All four also realize that market growth has basically stalled and that key segment of this market is patients following some sort of insulin therapy. Or put another way, they are all fighting over a finite set of patients. While it’s true that insulin usage has increased over the years the BGM players are not seeing a corresponding uptick in strip sales as a result. The main reason for this is how the insulin using market is divided, with the majority of insulin users following an insulin plus orals therapy regimen, a group which is told to test but rarely does. It’s also well known that insulin pump patients, the most frequent testers, are adopting continuous glucose monitoring technology in greater numbers which allows the patient to use a conventional monitor less frequently. That leaves patients following a multiple daily injection (MDI) as the most coveted patients for BGM companies. While these patients are also beginning to adopt CGM technology it has yet to catch on with the majority in this group, it will but that day is not yet here.

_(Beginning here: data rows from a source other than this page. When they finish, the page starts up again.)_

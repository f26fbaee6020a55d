//! Report rendering.
//!
//! Two formats are supported:
//! - `text`: one block per pair, held locks followed by the blocked
//!   statement's lock request
//! - `json`: one JSON object per line (NDJSON), suitable for `jq`
//!
//! Each observation is written as soon as it is produced, so reports for
//! pairs that completed before a failure are never lost.

use crate::config::{OutputFormat, StatementPair};
use crate::error::{LockProbeError, Result};
use crate::status::LockReport;
use chrono::{DateTime, Utc};
use serde::Serialize;
use std::io::Write;

/// Rule printed above and below the statement in text output.
const RULE: &str = "----------------------------------------";

pub const NONE_HELD: &str = "none held";
pub const NONE_WAITING: &str = "none waiting";
pub const BLOCKED_LABEL: &str = "OTHER STATEMENT BLOCKED ON:";

/// Result of observing one statement pair.
#[derive(Debug, Clone)]
pub struct Observation {
    /// Position of the pair in the run, starting at 0.
    pub index: usize,
    pub pair: StatementPair,
    pub report: LockReport,
    /// Raw status text the report was parsed from.
    pub dump: String,
}

/// Destination for observations, in run order.
pub trait ReportSink {
    fn emit(&mut self, observation: &Observation) -> Result<()>;
}

/// Build the sink for a format over any writer.
pub fn sink_for<'a, W: Write + 'a>(format: OutputFormat, out: W) -> Box<dyn ReportSink + 'a> {
    match format {
        OutputFormat::Text => Box::new(TextSink::new(out)),
        OutputFormat::Json => Box::new(JsonSink::new(out)),
    }
}

/// Body of a text report: held locks, label, awaited lock.
pub fn render_report(report: &LockReport) -> String {
    format!(
        "{}\n{}\n\n{}\n",
        report.holding.as_deref().unwrap_or(NONE_HELD),
        BLOCKED_LABEL,
        report.waiting_for.as_deref().unwrap_or(NONE_WAITING),
    )
}

/// Full text block for one observation.
pub fn render_text(observation: &Observation) -> String {
    format!(
        "{rule}\n{pair}\n{rule}\n\n{body}",
        rule = RULE,
        pair = observation.pair,
        body = render_report(&observation.report),
    )
}

pub struct TextSink<W: Write> {
    out: W,
}

impl<W: Write> TextSink<W> {
    pub fn new(out: W) -> Self {
        Self { out }
    }
}

impl<W: Write> ReportSink for TextSink<W> {
    fn emit(&mut self, observation: &Observation) -> Result<()> {
        writeln!(self.out, "{}", render_text(observation))
            .and_then(|_| self.out.flush())
            .map_err(|e| LockProbeError::OutputError(format!("failed to write report: {}", e)))
    }
}

/// One NDJSON line.
#[derive(Debug, Clone, Serialize)]
pub struct ReportRecord<'a> {
    /// RFC3339 time the record was written.
    pub ts: DateTime<Utc>,
    /// `user@host` that ran the observation.
    pub actor: &'a str,
    pub index: usize,
    pub primary: &'a str,
    pub secondary: &'a str,
    pub holding: Option<&'a str>,
    pub waiting_for: Option<&'a str>,
}

impl<'a> ReportRecord<'a> {
    pub fn new(observation: &'a Observation, actor: &'a str) -> Self {
        Self {
            ts: Utc::now(),
            actor,
            index: observation.index,
            primary: &observation.pair.primary,
            secondary: &observation.pair.secondary,
            holding: observation.report.holding.as_deref(),
            waiting_for: observation.report.waiting_for.as_deref(),
        }
    }

    pub fn to_ndjson_line(&self) -> Result<String> {
        serde_json::to_string(self).map_err(|e| {
            LockProbeError::OutputError(format!("failed to serialize report to JSON: {}", e))
        })
    }
}

pub struct JsonSink<W: Write> {
    out: W,
    actor: String,
}

impl<W: Write> JsonSink<W> {
    pub fn new(out: W) -> Self {
        Self {
            out,
            actor: actor_string(),
        }
    }
}

impl<W: Write> ReportSink for JsonSink<W> {
    fn emit(&mut self, observation: &Observation) -> Result<()> {
        let line = ReportRecord::new(observation, &self.actor).to_ndjson_line()?;
        writeln!(self.out, "{}", line)
            .and_then(|_| self.out.flush())
            .map_err(|e| LockProbeError::OutputError(format!("failed to write report: {}", e)))
    }
}

/// `USER@HOSTNAME` of the process, for record provenance.
fn actor_string() -> String {
    let user = std::env::var("USER")
        .or_else(|_| std::env::var("USERNAME"))
        .unwrap_or_else(|_| "unknown".to_string());

    let host = hostname::get()
        .map(|h| h.to_string_lossy().to_string())
        .unwrap_or_else(|_| "unknown".to_string());

    format!("{}@{}", user, host)
}
//! Error types for the lockprobe CLI.
//!
//! Uses thiserror for derive macros. Statement-level failures are carried as
//! [`QueryError`], the two-session protocol wraps them in [`ProtocolError`]
//! together with the phase they happened in, and [`LockProbeError`] is what
//! commands return to `main`.

use crate::exit_codes;
use std::fmt;
use thiserror::Error;

/// A single statement, status fetch, or rollback failed on one session.
#[derive(Error, Debug, Clone, PartialEq, Eq)]
#[error("query `{sql}` failed: {message}")]
pub struct QueryError {
    /// The SQL text that was sent.
    pub sql: String,
    /// Server or driver message.
    pub message: String,
}

impl QueryError {
    pub fn new(sql: impl Into<String>, message: impl Into<String>) -> Self {
        Self {
            sql: sql.into(),
            message: message.into(),
        }
    }
}

/// Phase of one lock observation, used to attribute failures.
#[derive(Debug, Clone, Copy, PartialEq, Eq)]
pub enum Phase {
    /// Session 1 runs the primary statement.
    Acquire,
    /// Session 2 runs the secondary statement.
    Contend,
    /// Session 2 rolls back after its statement returned.
    ContendRollback,
    /// Session 1 fetches the engine status.
    Sample,
    /// Session 1 rolls back, releasing its locks.
    Release,
}

impl Phase {
    /// Whether this phase only releases locks after the real work.
    pub fn is_rollback(self) -> bool {
        matches!(self, Phase::Release | Phase::ContendRollback)
    }
}

impl fmt::Display for Phase {
    fn fmt(&self, f: &mut fmt::Formatter<'_>) -> fmt::Result {
        match self {
            Phase::Acquire => write!(f, "acquire"),
            Phase::Contend => write!(f, "contend"),
            Phase::ContendRollback => write!(f, "contend rollback"),
            Phase::Sample => write!(f, "sample"),
            Phase::Release => write!(f, "release"),
        }
    }
}

/// Failure of one lock observation.
///
/// `source` is the primary failure. Failures that happened afterwards,
/// including best-effort rollbacks, are kept in `additional` in the order
/// they were observed.
#[derive(Debug, Clone, PartialEq, Eq)]
pub struct ProtocolError {
    pub phase: Phase,
    pub source: QueryError,
    pub additional: Vec<(Phase, QueryError)>,
}

impl ProtocolError {
    pub fn new(phase: Phase, source: QueryError) -> Self {
        Self {
            phase,
            source,
            additional: Vec::new(),
        }
    }
}

impl fmt::Display for ProtocolError {
    fn fmt(&self, f: &mut fmt::Formatter<'_>) -> fmt::Result {
        write!(f, "{} phase failed: {}", self.phase, self.source)?;
        for (phase, err) in &self.additional {
            write!(f, "; additionally {} phase failed: {}", phase, err)?;
        }
        Ok(())
    }
}

impl std::error::Error for ProtocolError {
    fn source(&self) -> Option<&(dyn std::error::Error + 'static)> {
        Some(&self.source)
    }
}

/// Main error type for lockprobe operations.
#[derive(Error, Debug)]
pub enum LockProbeError {
    /// Invalid arguments or configuration.
    #[error("{0}")]
    UserError(String),

    /// A database session could not be established.
    #[error("Connection failed: {0}")]
    ConnectionError(String),

    /// A statement outside the observation protocol failed (fixture setup).
    #[error(transparent)]
    QueryError(#[from] QueryError),

    /// An observed pair failed; the remaining pairs were not run.
    #[error("pair #{index} ({pair}) failed: {source}")]
    PairFailed {
        index: usize,
        pair: String,
        #[source]
        source: ProtocolError,
    },

    /// Writing a report or a raw dump failed.
    #[error("Output failed: {0}")]
    OutputError(String),
}

impl LockProbeError {
    /// Returns the appropriate exit code for this error type.
    pub fn exit_code(&self) -> i32 {
        match self {
            LockProbeError::UserError(_) => exit_codes::USER_ERROR,
            LockProbeError::ConnectionError(_) => exit_codes::CONNECTION_FAILURE,
            LockProbeError::QueryError(_) => exit_codes::QUERY_FAILURE,
            LockProbeError::PairFailed { .. } => exit_codes::QUERY_FAILURE,
            LockProbeError::OutputError(_) => exit_codes::USER_ERROR,
        }
    }
}

/// Result type alias for lockprobe operations.
pub type Result<T> = std::result::Result<T, LockProbeError>;
//! Raw status dump files.
//!
//! With `--dump-dir`, every sampled `SHOW ENGINE INNODB STATUS` text is kept
//! as `pair-NNN.txt` so that a report can be re-parsed later with
//! `lockprobe parse`. Files are written to a temporary name in the same
//! directory and renamed into place, so a reader never sees a partial dump.

use crate::error::{LockProbeError, Result};
use std::fs::{self, File};
use std::io::Write;
use std::path::{Path, PathBuf};

/// File name of the dump for the pair at `index`.
pub fn dump_file_name(index: usize) -> String {
    format!("pair-{:03}.txt", index)
}

/// Write the dump for the pair at `index` into `dir`, creating `dir` if needed.
pub fn write_dump(dir: &Path, index: usize, dump: &str) -> Result<PathBuf> {
    fs::create_dir_all(dir).map_err(|e| {
        LockProbeError::OutputError(format!(
            "failed to create dump directory '{}': {}",
            dir.display(),
            e
        ))
    })?;

    let target = dir.join(dump_file_name(index));
    let temp = dir.join(format!(".{}.tmp", dump_file_name(index)));

    write_and_sync(&temp, dump.as_bytes())?;

    fs::rename(&temp, &target).map_err(|e| {
        let _ = fs::remove_file(&temp);
        LockProbeError::OutputError(format!(
            "failed to move dump into '{}': {}",
            target.display(),
            e
        ))
    })?;

    Ok(target)
}

fn write_and_sync(path: &Path, content: &[u8]) -> Result<()> {
    let mut file = File::create(path).map_err(|e| {
        LockProbeError::OutputError(format!(
            "failed to create dump file '{}': {}",
            path.display(),
            e
        ))
    })?;

    file.write_all(content)
        .and_then(|_| file.sync_all())
        .map_err(|e| {
            let _ = fs::remove_file(path);
            LockProbeError::OutputError(format!(
                "failed to write dump file '{}': {}",
                path.display(),
                e
            ))
        })
}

So the Big Four are basically watching all this and thinking one of two things – do we stay in the business or do we sell and get out while we can. The harsh reality for any of the Big Four is the only way they can effectively capture more market share is through an acquisition; and the only real addition of market share will come from acquiring one of their main competitors. While it’s true they could capture some share if they bought Nipro but Nipro isn’t for sale and the Nipro business model does not fit within their existing corporate strategies. As they sit around and contemplate how to move forward they also are worried that a player like Sanofi or GE might come in and buy one of their competitors giving them instant scale. Should GE or Sanofi buy one of the Big Four nothing much really changes for the players that don’t do anything other than their primary competition will have a different name attached to it. Looked at realistically this is quite the conundrum for JNJ, Bayer, Roche and Abbott – do they risk allowing GE or Sanofi to become a member of the Big Four or do they make an acquisition as a defensive move basically preventing GE or Sanofi from getting the scale they both need to be serious players in the market. No matter how good the product line is for either GE or Sanofi both know just how difficult it will be for them to build share from scratch, while it’s true that Sanofi has a slight advantage over GE given their established presence in diabetes, this presence in insulin does not necessarily make their BGM road any easier. As we noted yesterday scale is everything in the BGM market and without it, it’s difficult if not impossible to make any money in the market.

Diabetic Investor suspects it’s just a matter of time before one or possibly two members of the current Big Four decides to take the money and run. That it’s just not worth the capital that it would take to remain competitive and better to sell while there are still interested buyers available. When it’s all said and done nothing much will have really changed other than that the Big Four will have a different set of members. The more things change, the more they stay the same.